Issue #36: May 3, 2004

To our readers:

Most of us suffer from some degree of procrastination, the costs of which can be numerous. Among them: poor time management, missed deadlines, low productivity, poor workmanship, high levels of stress, and stress-related ailments such as sleeplessness and anxiety. The weight of the "not yet done," whether small tasks or large projects, can rob you of pleasure in your life and enjoyment of your work.

If you are one of the many people in desperate need of better time management, but think you have "no time" to invest in it, mastering procrastination could be your quick and easy answer to your problem. Until you decide to invest some time to save time, you can take a shortcut to better time use by conquering your tendency to procrastinate. When you stop procrastinating you automatically begin to get jobs done in a more timely fashion.

The best way to beat procrastination is to make a habit of doing the tough jobs first thing every day. Do this and you will have denied yourself a reason for procrastinating. You can actually build up a "need" to get the hard things done first, just as a runner develops a need to run and feels incomplete or cheated if he can't get out and run his 10 miles one day.

The key to building a new habit is to do it religiously for 21 days. That's it. Sometimes it takes even less time. Once something is a habit, it insists on being done; you have to break the habit to stop doing it. This applies even to tasks that are good for you! Experience the psychological pleasure of getting your onerous, difficult, complex, or weighty jobs out of the way first thing every day, and you'll refuse to go back to putting them off and dreading them all day like you used to.

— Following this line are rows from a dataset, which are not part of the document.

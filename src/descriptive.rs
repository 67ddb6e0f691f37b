//! Descriptive statistics for a measurement sample.
//!
//! Every statistic is total: an empty sample (or, for sample variance, a
//! single observation) yields [`Measure::NotComputable`] rather than NaN.
//!
//! # Algorithms
//!
//! - **Mean**: Kahan compensated summation (`u_numflow::stats::mean`).
//! - **Variance**: Welford's algorithm, divided by `n − 1`
//!   ([`VarianceMode::Sample`]) or `n` ([`VarianceMode::Population`]).
//! - **Median**: midpoint of the two central order statistics for even `n`.
//! - **Mode**: single hash-tally pass, ties resolved by first occurrence.

use std::collections::HashMap;

use serde::{Deserialize, Serialize};
use u_numflow::stats;

use crate::measure::Measure;

/// Divisor used for the sum of squared deviations.
#[derive(Debug, Clone, Copy, PartialEq, Eq, Default, Serialize, Deserialize)]
#[serde(rename_all = "snake_case")]
pub enum VarianceMode {
    /// Bessel-corrected, `n − 1`. Short-term process sigma.
    #[default]
    Sample,
    /// `n`. Long-term (overall) sigma used by Pp/Ppk.
    Population,
}

impl VarianceMode {
    /// Smallest sample size for which the variance is defined.
    pub fn min_count(self) -> usize {
        match self {
            Self::Sample => 2,
            Self::Population => 1,
        }
    }
}

/// Aggregate descriptive statistics for one sample and one variance mode.
#[derive(Debug, Clone, PartialEq, Serialize, Deserialize)]
pub struct DescriptiveStats {
    /// Number of observations.
    pub count: usize,
    /// Arithmetic mean.
    pub mean: Measure,
    /// Variance under `variance_mode`.
    pub variance: Measure,
    /// Square root of `variance`.
    pub std_dev: Measure,
    pub median: Measure,
    /// Most frequent value. `None` only for an empty sample.
    pub mode: Option<f64>,
    pub min: Measure,
    pub max: Measure,
    /// `max − min`.
    pub range: Measure,
    /// The sample in ascending order.
    pub sorted: Vec<f64>,
    /// Divisor convention used for `variance` and `std_dev`.
    pub variance_mode: VarianceMode,
}

/// Computes all descriptive statistics for `data`.
///
/// `data` is expected to hold finite values, as produced by
/// [`parse_sample`](crate::parse::parse_sample).
///
/// # Examples
///
/// ```
/// use sigmax::descriptive::{compute_descriptive, VarianceMode};
/// use sigmax::measure::Measure;
///
/// let stats = compute_descriptive(&[2.0, 4.0, 4.0, 4.0, 5.0, 5.0, 7.0, 9.0], VarianceMode::Population);
/// assert_eq!(stats.mean, Measure::Computed(5.0));
/// assert_eq!(stats.std_dev, Measure::Computed(2.0));
/// assert_eq!(stats.mode, Some(4.0));
///
/// let empty = compute_descriptive(&[], VarianceMode::Sample);
/// assert_eq!(empty.mean, Measure::NotComputable);
/// assert_eq!(empty.mode, None);
/// ```
pub fn compute_descriptive(data: &[f64], variance_mode: VarianceMode) -> DescriptiveStats {
    let mut sorted = data.to_vec();
    sorted.sort_by(f64::total_cmp);

    let min = Measure::from_option(sorted.first().copied());
    let max = Measure::from_option(sorted.last().copied());
    let variance = variance(data, variance_mode);

    DescriptiveStats {
        count: data.len(),
        mean: mean(data),
        variance,
        std_dev: variance.map(f64::sqrt),
        median: median(data),
        mode: mode(data),
        min,
        max,
        range: max.zip_with(min, |hi, lo| hi - lo),
        sorted,
        variance_mode,
    }
}

/// Arithmetic mean (Kahan compensated summation).
pub fn mean(data: &[f64]) -> Measure {
    Measure::from_option(stats::mean(data))
}

/// Variance with the divisor selected by `mode`.
///
/// Not computable for an empty sample, and for a single observation in
/// [`VarianceMode::Sample`].
///
/// # Examples
///
/// ```
/// use sigmax::descriptive::{variance, VarianceMode};
/// use sigmax::measure::Measure;
///
/// assert_eq!(variance(&[1.0, 3.0], VarianceMode::Sample), Measure::Computed(2.0));
/// assert_eq!(variance(&[1.0, 3.0], VarianceMode::Population), Measure::Computed(1.0));
/// assert_eq!(variance(&[1.0], VarianceMode::Sample), Measure::NotComputable);
/// assert_eq!(variance(&[1.0], VarianceMode::Population), Measure::Computed(0.0));
/// ```
pub fn variance(data: &[f64], mode: VarianceMode) -> Measure {
    Measure::from_option(match mode {
        VarianceMode::Sample => stats::variance(data),
        VarianceMode::Population => stats::population_variance(data),
    })
}

/// Standard deviation, `sqrt(variance)`.
pub fn std_dev(data: &[f64], mode: VarianceMode) -> Measure {
    variance(data, mode).map(f64::sqrt)
}

/// Median; the mean of the two central order statistics for even `n`.
pub fn median(data: &[f64]) -> Measure {
    Measure::from_option(stats::median(data))
}

/// Most frequent value; on ties, the value whose first occurrence comes
/// earliest in `data`.
///
/// `0.0` and `-0.0` count as the same value. Returns `None` for an empty
/// sample.
///
/// # Examples
///
/// ```
/// use sigmax::descriptive::mode;
///
/// assert_eq!(mode(&[3.0, 1.0, 1.0, 3.0]), Some(3.0));
/// assert_eq!(mode(&[5.0, 2.0, 2.0]), Some(2.0));
/// assert_eq!(mode(&[]), None);
/// ```
pub fn mode(data: &[f64]) -> Option<f64> {
    // bits -> (first index, count); `+ 0.0` folds -0.0 into 0.0.
    let mut tally: HashMap<u64, (usize, usize)> = HashMap::with_capacity(data.len());
    for (i, &x) in data.iter().enumerate() {
        tally.entry((x + 0.0).to_bits()).or_insert((i, 0)).1 += 1;
    }

    tally
        .into_values()
        .min_by(|(ia, ca), (ib, cb)| cb.cmp(ca).then(ia.cmp(ib)))
        .map(|(first, _)| data[first])
}

#[cfg(test)]
mod tests {
    use super::*;

    const SAMPLE: [f64; 10] = [48.0, 50.0, 51.0, 49.0, 52.0, 50.0, 53.0, 47.0, 50.0, 51.0];

    fn value(m: Measure) -> f64 {
        m.value().expect("computed")
    }

    #[test]
    fn reference_sample_sample_mode() {
        let stats = compute_descriptive(&SAMPLE, VarianceMode::Sample);
        assert_eq!(stats.count, 10);
        assert!((value(stats.mean) - 50.1).abs() < 1e-12);
        assert!((value(stats.variance) - 28.9 / 9.0).abs() < 1e-12);
        assert!((value(stats.std_dev) - 1.791_957_340_762_081_5).abs() < 1e-12);
        assert_eq!(stats.median, Measure::Computed(50.0));
        assert_eq!(stats.mode, Some(50.0));
        assert_eq!(stats.min, Measure::Computed(47.0));
        assert_eq!(stats.max, Measure::Computed(53.0));
        assert_eq!(stats.range, Measure::Computed(6.0));
        assert_eq!(stats.variance_mode, VarianceMode::Sample);
    }

    #[test]
    fn reference_sample_population_mode() {
        let stats = compute_descriptive(&SAMPLE, VarianceMode::Population);
        assert!((value(stats.variance) - 2.89).abs() < 1e-12);
        assert!((value(stats.std_dev) - 1.7).abs() < 1e-12);
    }

    #[test]
    fn sorted_copy_leaves_input_order() {
        let data = [3.0, 1.0, 2.0];
        let stats = compute_descriptive(&data, VarianceMode::Sample);
        assert_eq!(stats.sorted, vec![1.0, 2.0, 3.0]);
        assert_eq!(data, [3.0, 1.0, 2.0]);
    }

    #[test]
    fn empty_sample_is_not_computable() {
        let stats = compute_descriptive(&[], VarianceMode::Population);
        assert_eq!(stats.count, 0);
        assert_eq!(stats.mean, Measure::NotComputable);
        assert_eq!(stats.variance, Measure::NotComputable);
        assert_eq!(stats.std_dev, Measure::NotComputable);
        assert_eq!(stats.median, Measure::NotComputable);
        assert_eq!(stats.min, Measure::NotComputable);
        assert_eq!(stats.max, Measure::NotComputable);
        assert_eq!(stats.range, Measure::NotComputable);
        assert_eq!(stats.mode, None);
        assert!(stats.sorted.is_empty());
    }

    #[test]
    fn single_value_sample_mode() {
        let stats = compute_descriptive(&[4.2], VarianceMode::Sample);
        assert_eq!(stats.mean, Measure::Computed(4.2));
        assert_eq!(stats.std_dev, Measure::NotComputable);
        assert_eq!(stats.median, Measure::Computed(4.2));
        assert_eq!(stats.mode, Some(4.2));
    }

    #[test]
    fn single_value_population_mode() {
        let stats = compute_descriptive(&[4.2], VarianceMode::Population);
        assert_eq!(stats.std_dev, Measure::Computed(0.0));
    }

    #[test]
    fn identical_values_have_zero_spread() {
        let stats = compute_descriptive(&[10.0; 10], VarianceMode::Sample);
        assert_eq!(stats.std_dev, Measure::Computed(0.0));
        assert_eq!(stats.range, Measure::Computed(0.0));
    }

    #[test]
    fn median_even_and_odd() {
        assert_eq!(median(&[4.0, 1.0, 3.0, 2.0]), Measure::Computed(2.5));
        assert_eq!(median(&[5.0, 1.0, 3.0]), Measure::Computed(3.0));
        assert_eq!(median(&[]), Measure::NotComputable);
    }

    #[test]
    fn mode_tie_takes_first_occurrence() {
        assert_eq!(mode(&[1.0, 2.0, 3.0]), Some(1.0));
        assert_eq!(mode(&[2.0, 1.0, 1.0, 2.0]), Some(2.0));
        assert_eq!(mode(&[7.0, 8.0, 8.0, 7.0, 8.0]), Some(8.0));
    }

    #[test]
    fn mean_is_compensated() {
        let mut data = vec![1.0];
        data.extend(std::iter::repeat(1e-16).take(10_000));
        let expected = (1.0 + 1e-12) / data.len() as f64;
        assert!((value(mean(&data)) - expected).abs() < 1e-18);
    }

    #[test]
    fn mode_of_all_distinct_large_sample_is_first() {
        let data: Vec<f64> = (0..100_000).map(|i| f64::from(i) * 0.5).collect();
        assert_eq!(mode(&data), Some(0.0));
        let stats = compute_descriptive(&data, VarianceMode::Sample);
        assert_eq!(stats.mode, Some(0.0));
    }

    #[test]
    fn mode_treats_signed_zeros_as_equal() {
        assert_eq!(mode(&[1.0, -0.0, 0.0, 1.0, 0.0]), Some(-0.0));
    }
}

#[cfg(test)]
mod proptests {
    use super::*;
    use proptest::prelude::*;

    proptest! {
        #![proptest_config(ProptestConfig::with_cases(500))]

        #[test]
        fn median_and_mean_within_range(
            data in proptest::collection::vec(-1e6_f64..1e6, 1..=100)
        ) {
            let stats = compute_descriptive(&data, VarianceMode::Sample);
            let lo = stats.min.value().expect("non-empty");
            let hi = stats.max.value().expect("non-empty");
            let med = stats.median.value().expect("non-empty");
            let mean = stats.mean.value().expect("non-empty");
            let tol = 1e-9 * (1.0 + lo.abs().max(hi.abs()));
            prop_assert!(lo <= med && med <= hi);
            prop_assert!(lo - tol <= mean && mean <= hi + tol, "{lo} <= {mean} <= {hi}");
        }

        #[test]
        fn population_variance_not_above_sample_variance(
            data in proptest::collection::vec(-1e3_f64..1e3, 2..=100)
        ) {
            let pop = variance(&data, VarianceMode::Population).value().expect("n >= 1");
            let smp = variance(&data, VarianceMode::Sample).value().expect("n >= 2");
            prop_assert!(pop >= 0.0);
            prop_assert!(pop <= smp, "{pop} > {smp}");
        }

        #[test]
        fn mode_is_a_sample_value(
            data in proptest::collection::vec(-5i32..5, 1..=50)
        ) {
            let data: Vec<f64> = data.into_iter().map(f64::from).collect();
            let m = mode(&data).expect("non-empty");
            prop_assert!(data.contains(&m));
        }
    }
}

Five Tips for Mastering Procrastination

1. Set a target date for beginning to create your new habit of tackling the tough jobs first every day.

Prepare yourself psychologically to tackle the tough jobs first every day by telling yourself you will begin to do it on a particular date. Mark that date on your calendar. Think about it as you engage in your usual procrastination. Tell yourself, "I'm putting off (making my sales calls, preparing my report, doing employee performance reviews) today, but next Monday I will (make those calls, prepare that report, do those performance reviews) as soon as I begin my work day."

2. Plan your new routine, right down to when you get your coffee.

Decide what your new morning routine will be, including putting your briefcase away, turning on your computer, accessing your files, getting a cup of coffee. Allow yourself a civilized progression to work-readiness, which creates a pleasant way to begin your day and reduces distractions, as you limit yourself to those tasks you've included in your routine. If it's not in your routine you don't do it until you've accomplished the difficult tasks you've assigned yourself.


3. Decide if you want to tackle "tough jobs" in general, or one tough job in particular.

Some people have a particular task they habitually put off, which if they were to consistently complete right away would free up their psyches considerably. For some it's making prospecting and sales calls. For some it's writing up a report after a meeting. If you have a particular job you resist doing which weighs on your mind like an unpaid debt, you might want to focus on that task alone. If you suffer from avoidance of a variety of tasks every day, then you will want to make a habit of simply picking the most onerous of your tasks and addressing those first, each and every day.





4. Remind yourself that your rewards will be wonderful and plentiful.

Remind yourself that once your tough tasks are out of the way your rewards will include a free spirit, a clear conscience, time to plan, the right to enjoy doing all those tasks that called to you like the Sirens called to Ulysses while you were forcing yourself to do the hard things, and more.

5. Reassure yourself you only have to do this for 21 days.

When you feel yourself coming up with reasons not to tackle a difficult job, tell yourself that after 21 days you are free to go back to procrastinating. When you catch yourself in the middle of filing "just a few things" to clear your desk before beginning to plan a huge and overwhelming project, stop filing and remind yourself that in just 21 days you can go back to doing mindless tasks first.

Few things in your life will mean as much to your psychological well-being and your career success as replacing the habit of procrastinating with the habit of tackling the important, but tough, work first. Begin now, and in 21 days you'll feel like a new person.